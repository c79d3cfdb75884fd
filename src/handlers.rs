use crate::errors::{AppError, AuthError, RemoteError};
use crate::events::AppEvent;
use crate::export::records_to_csv;
use crate::leaderboard::{LeaderboardEntry, build_leaderboard};
use crate::models::{
    AchievementSet, ChallengeRequest, ChallengeState, ConnectivityRequest, CredentialsRequest,
    EditRecordRequest, LeaderboardQuery, MutationResponse, ProfileResponse, Record, StatsResponse,
    StreakState, SubmitRecordRequest,
};
use crate::state::AppState;
use crate::stats::build_stats_at;
use crate::sync::{SyncOutcome, SyncStatus};
use crate::ui::render_index;
use axum::{
    Json,
    extract::{Path, Query, State},
    http::{StatusCode, header},
    response::{Html, IntoResponse, Response},
};
use chrono::NaiveDate;
use serde::Serialize;
use tracing::warn;

#[derive(Debug, Serialize)]
pub struct SyncReport {
    pub success: bool,
    pub outcome: Option<SyncOutcome>,
    pub message: Option<String>,
    pub pending: usize,
}

pub async fn index(State(state): State<AppState>) -> Html<String> {
    let today = state.clock.today().to_string();
    let snapshot = state.tracker.snapshot().await;
    Html(render_index(&today, snapshot.records.last(), &snapshot.streak))
}

pub async fn list_records(State(state): State<AppState>) -> Json<Vec<Record>> {
    Json(state.tracker.records().await)
}

pub async fn submit_record(
    State(state): State<AppState>,
    Json(payload): Json<SubmitRecordRequest>,
) -> Result<(StatusCode, Json<MutationResponse>), AppError> {
    let response = state.tracker.submit(payload).await?;
    Ok((StatusCode::CREATED, Json(response)))
}

pub async fn edit_record(
    State(state): State<AppState>,
    Path(date): Path<NaiveDate>,
    Json(payload): Json<EditRecordRequest>,
) -> Result<Json<MutationResponse>, AppError> {
    Ok(Json(state.tracker.edit(date, payload).await?))
}

pub async fn delete_record(
    State(state): State<AppState>,
    Path(date): Path<NaiveDate>,
) -> Result<Json<MutationResponse>, AppError> {
    Ok(Json(state.tracker.delete(date).await?))
}

pub async fn get_streak(State(state): State<AppState>) -> Result<Json<StreakState>, AppError> {
    Ok(Json(state.tracker.roll_over().await?))
}

pub async fn get_achievements(State(state): State<AppState>) -> Json<AchievementSet> {
    Json(state.tracker.achievements().await)
}

pub async fn get_challenge(State(state): State<AppState>) -> Json<Option<ChallengeState>> {
    Json(state.tracker.snapshot().await.challenge)
}

pub async fn set_challenge(
    State(state): State<AppState>,
    Json(payload): Json<ChallengeRequest>,
) -> Result<Json<MutationResponse>, AppError> {
    Ok(Json(state.tracker.set_challenge(payload).await?))
}

pub async fn clear_challenge(State(state): State<AppState>) -> Result<Json<MutationResponse>, AppError> {
    Ok(Json(state.tracker.clear_challenge().await?))
}

pub async fn get_stats(State(state): State<AppState>) -> Json<StatsResponse> {
    let snapshot = state.tracker.snapshot().await;
    Json(build_stats_at(state.clock.today(), &snapshot.records))
}

pub async fn export_csv(State(state): State<AppState>) -> Response {
    let records = state.tracker.records().await;
    let body = records_to_csv(&records);
    (
        [
            (header::CONTENT_TYPE, "text/csv; charset=utf-8"),
            (
                header::CONTENT_DISPOSITION,
                "attachment; filename=\"coin-records.csv\"",
            ),
        ],
        body,
    )
        .into_response()
}

/// Remote failures are reported in the body, never as an HTTP error.
pub async fn sync_now(State(state): State<AppState>) -> Json<SyncReport> {
    let result = state.sync.sync_all().await;
    let pending = state.sync.pending_len();
    Json(match result {
        Ok(outcome) => SyncReport {
            success: true,
            outcome: Some(outcome),
            message: None,
            pending,
        },
        Err(err) => {
            warn!("manual sync failed: {err}");
            SyncReport {
                success: false,
                outcome: None,
                message: Some(err.to_string()),
                pending,
            }
        }
    })
}

pub async fn sync_status(State(state): State<AppState>) -> Json<SyncStatus> {
    Json(state.sync.status().await)
}

pub async fn reset_remote(State(state): State<AppState>) -> Json<SyncReport> {
    let pending = state.sync.pending_len();
    Json(match state.sync.reset_remote().await {
        Ok(_) => SyncReport {
            success: true,
            outcome: None,
            message: None,
            pending,
        },
        Err(err) => SyncReport {
            success: false,
            outcome: None,
            message: Some(err.to_string()),
            pending,
        },
    })
}

pub async fn set_connectivity(
    State(state): State<AppState>,
    Json(payload): Json<ConnectivityRequest>,
) -> Json<SyncStatus> {
    let event = if payload.online {
        AppEvent::Online
    } else {
        AppEvent::Offline
    };
    state.sync.handle_event(&event).await;
    Json(state.sync.status().await)
}

pub async fn register(
    State(state): State<AppState>,
    Json(payload): Json<CredentialsRequest>,
) -> Result<(StatusCode, Json<ProfileResponse>), AppError> {
    let profile = state
        .session
        .register(&payload.username, &payload.password)
        .await?;
    state.sync.set_authenticated(true);
    Ok((StatusCode::CREATED, Json(ProfileResponse::from(&profile))))
}

pub async fn login(
    State(state): State<AppState>,
    Json(payload): Json<CredentialsRequest>,
) -> Result<Json<ProfileResponse>, AppError> {
    let profile = state.session.login(&payload.username, &payload.password).await?;
    state.sync.set_authenticated(true);
    Ok(Json(ProfileResponse::from(&profile)))
}

pub async fn logout(State(state): State<AppState>) -> Result<StatusCode, AppError> {
    state.session.logout().await?;
    // Applied here as well as on the bus so later requests never push.
    state.sync.handle_event(&AppEvent::LoggedOut).await;
    Ok(StatusCode::NO_CONTENT)
}

pub async fn me(State(state): State<AppState>) -> Result<Json<ProfileResponse>, AppError> {
    let profile = state
        .session
        .current()
        .await
        .ok_or(AuthError::NotLoggedIn)?;
    Ok(Json(ProfileResponse::from(&profile)))
}

pub async fn leaderboard(
    State(state): State<AppState>,
    Query(query): Query<LeaderboardQuery>,
) -> Result<Json<Vec<LeaderboardEntry>>, AppError> {
    let remote = state
        .remote
        .as_deref()
        .ok_or(RemoteError::NotConfigured)?;
    let ids: Vec<String> = query
        .ids
        .split(',')
        .map(str::trim)
        .filter(|id| !id.is_empty())
        .map(str::to_string)
        .collect();
    if ids.is_empty() {
        return Err(AppError::bad_request("ids must list at least one document id"));
    }

    let board = build_leaderboard(remote, &ids, state.clock.today()).await?;
    Ok(Json(board))
}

TASK TO COMPLETE:
Set all of the material down once more, unchanged.

COMPLETED TASK:
repository c79d3cfdb75884fd
filename src/handlers.rs
use crate::errors::{AppError, AuthError, RemoteError};
use crate::events::AppEvent;
use crate::export::records_to_csv;
use crate::leaderboard::{LeaderboardEntry, build_leaderboard};
use crate::models::{
    AchievementSet, ChallengeRequest, ChallengeState, ConnectivityRequest, CredentialsRequest,
    EditRecordRequest, LeaderboardQuery, MutationResponse, ProfileResponse, Record, StatsResponse,
    StreakState, SubmitRecordRequest,
};
use crate::state::AppState;
use crate::stats::build_stats_at;
use crate::sync::{SyncOutcome, SyncStatus};
use crate::ui::render_index;
use axum::{
    Json,
    extract::{Path, Query, State},
    http::{StatusCode, header},
    response::{Html, IntoResponse, Response},
};
use chrono::NaiveDate;
use serde::Serialize;
use tracing::warn;

#[derive(Debug, Serialize)]
pub struct SyncReport {
    pub success: bool,
    pub outcome: Option<SyncOutcome>,
    pub message: Option<String>,
    pub pending: usize,
}

pub async fn index(State(state): State<AppState>) -> Html<String> {
    let today = state.clock.today().to_string();
    let snapshot = state.tracker.snapshot().await;
    Html(render_index(&today, snapshot.records.last(), &snapshot.streak))
}

pub async fn list_records(State(state): State<AppState>) -> Json<Vec<Record>> {
    Json(state.tracker.records().await)
}

pub async fn submit_record(
    State(state): State<AppState>,
    Json(payload): Json<SubmitRecordRequest>,
) -> Result<(StatusCode, Json<MutationResponse>), AppError> {
    let response = state.tracker.submit(payload).await?;
    Ok((StatusCode::CREATED, Json(response)))
}

pub async fn edit_record(
    State(state): State<AppState>,
    Path(date): Path<NaiveDate>,
    Json(payload): Json<EditRecordRequest>,
) -> Result<Json<MutationResponse>, AppError> {
    Ok(Json(state.tracker.edit(date, payload).await?))
}

pub async fn delete_record(
    State(state): State<AppState>,
    Path(date): Path<NaiveDate>,
) -> Result<Json<MutationResponse>, AppError> {
    Ok(Json(state.tracker.delete(date).await?))
}

pub async fn get_streak(State(state): State<AppState>) -> Result<Json<StreakState>, AppError> {
    Ok(Json(state.tracker.roll_over().await?))
}

pub async fn get_achievements(State(state): State<AppState>) -> Json<AchievementSet> {
    Json(state.tracker.achievements().await)
}

pub async fn get_challenge(State(state): State<AppState>) -> Json<Option<ChallengeState>> {
    Json(state.tracker.snapshot().await.challenge)
}

pub async fn set_challenge(
    State(state): State<AppState>,
    Json(payload): Json<ChallengeRequest>,
) -> Result<Json<MutationResponse>, AppError> {
    Ok(Json(state.tracker.set_challenge(payload).await?))
}

pub async fn clear_challenge(State(state): State<AppState>) -> Result<Json<MutationResponse>, AppError> {
    Ok(Json(state.tracker.clear_challenge().await?))
}

pub async fn get_stats(State(state): State<AppState>) -> Json<StatsResponse> {
    let snapshot = state.tracker.snapshot().await;
    Json(build_stats_at(state.clock.today(), &snapshot.records))
}

pub async fn export_csv(State(state): State<AppState>) -> Response {
    let records = state.tracker.records().await;
    let body = records_to_csv(&records);
    (
        [
            (header::CONTENT_TYPE, "text/csv; charset=utf-8"),
            (
                header::CONTENT_DISPOSITION,
                "attachment; filename=\"coin-records.csv\"",
            ),
        ],
        body,
    )
        .into_response()
}

/// Remote failures are reported in the body, never as an HTTP error.
pub async fn sync_now(State(state): State<AppState>) -> Json<SyncReport> {
    let result = state.sync.sync_all().await;
    let pending = state.sync.pending_len();
    Json(match result {
        Ok(outcome) => SyncReport {
            success: true,
            outcome: Some(outcome),
            message: None,
            pending,
        },
        Err(err) => {
            warn!("manual sync failed: {err}");
            SyncReport {
                success: false,
                outcome: None,
                message: Some(err.to_string()),
                pending,
            }
        }
    })
}

pub async fn sync_status(State(state): State<AppState>) -> Json<SyncStatus> {
    Json(state.sync.status().await)
}

pub async fn reset_remote(State(state): State<AppState>) -> Json<SyncReport> {
    let pending = state.sync.pending_len();
    Json(match state.sync.reset_remote().await {
        Ok(_) => SyncReport {
            success: true,
            outcome: None,
            message: None,
            pending,
        },
        Err(err) => SyncReport {
            success: false,
            outcome: None,
            message: Some(err.to_string()),
            pending,
        },
    })
}

pub async fn set_connectivity(
    State(state): State<AppState>,
    Json(payload): Json<ConnectivityRequest>,
) -> Json<SyncStatus> {
    let event = if payload.online {
        AppEvent::Online
    } else {
        AppEvent::Offline
    };
    state.sync.handle_event(&event).await;
    Json(state.sync.status().await)
}

pub async fn register(
    State(state): State<AppState>,
    Json(payload): Json<CredentialsRequest>,
) -> Result<(StatusCode, Json<ProfileResponse>), AppError> {
    let profile = state
        .session
        .register(&payload.username, &payload.password)
        .await?;
    state.sync.set_authenticated(true);
    Ok((StatusCode::CREATED, Json(ProfileResponse::from(&profile))))
}

pub async fn login(
    State(state): State<AppState>,
    Json(payload): Json<CredentialsRequest>,
) -> Result<Json<ProfileResponse>, AppError> {
    let profile = state.session.login(&payload.username, &payload.password).await?;
    state.sync.set_authenticated(true);
    Ok(Json(ProfileResponse::from(&profile)))
}

pub async fn logout(State(state): State<AppState>) -> Result<StatusCode, AppError> {
    state.session.logout().await?;
    // Applied here as well as on the bus so later requests never push.
    state.sync.handle_event(&AppEvent::LoggedOut).await;
    Ok(StatusCode::NO_CONTENT)
}

pub async fn me(State(state): State<AppState>) -> Result<Json<ProfileResponse>, AppError> {
    let profile = state
        .session
        .current()
        .await
        .ok_or(AuthError::NotLoggedIn)?;
    Ok(Json(ProfileResponse::from(&profile)))
}

pub async fn leaderboard(
    State(state): State<AppState>,
    Query(query): Query<LeaderboardQuery>,
) -> Result<Json<Vec<LeaderboardEntry>>, AppError> {
    let remote = state
        .remote
        .as_deref()
        .ok_or(RemoteError::NotConfigured)?;
    let ids: Vec<String> = query
        .ids
        .split(',')
        .map(str::trim)
        .filter(|id| !id.is_empty())
        .map(str::to_string)
        .collect();
    if ids.is_empty() {
        return Err(AppError::bad_request("ids must list at least one document id"));
    }

    let board = build_leaderboard(remote, &ids, state.clock.today()).await?;
    Ok(Json(board))
}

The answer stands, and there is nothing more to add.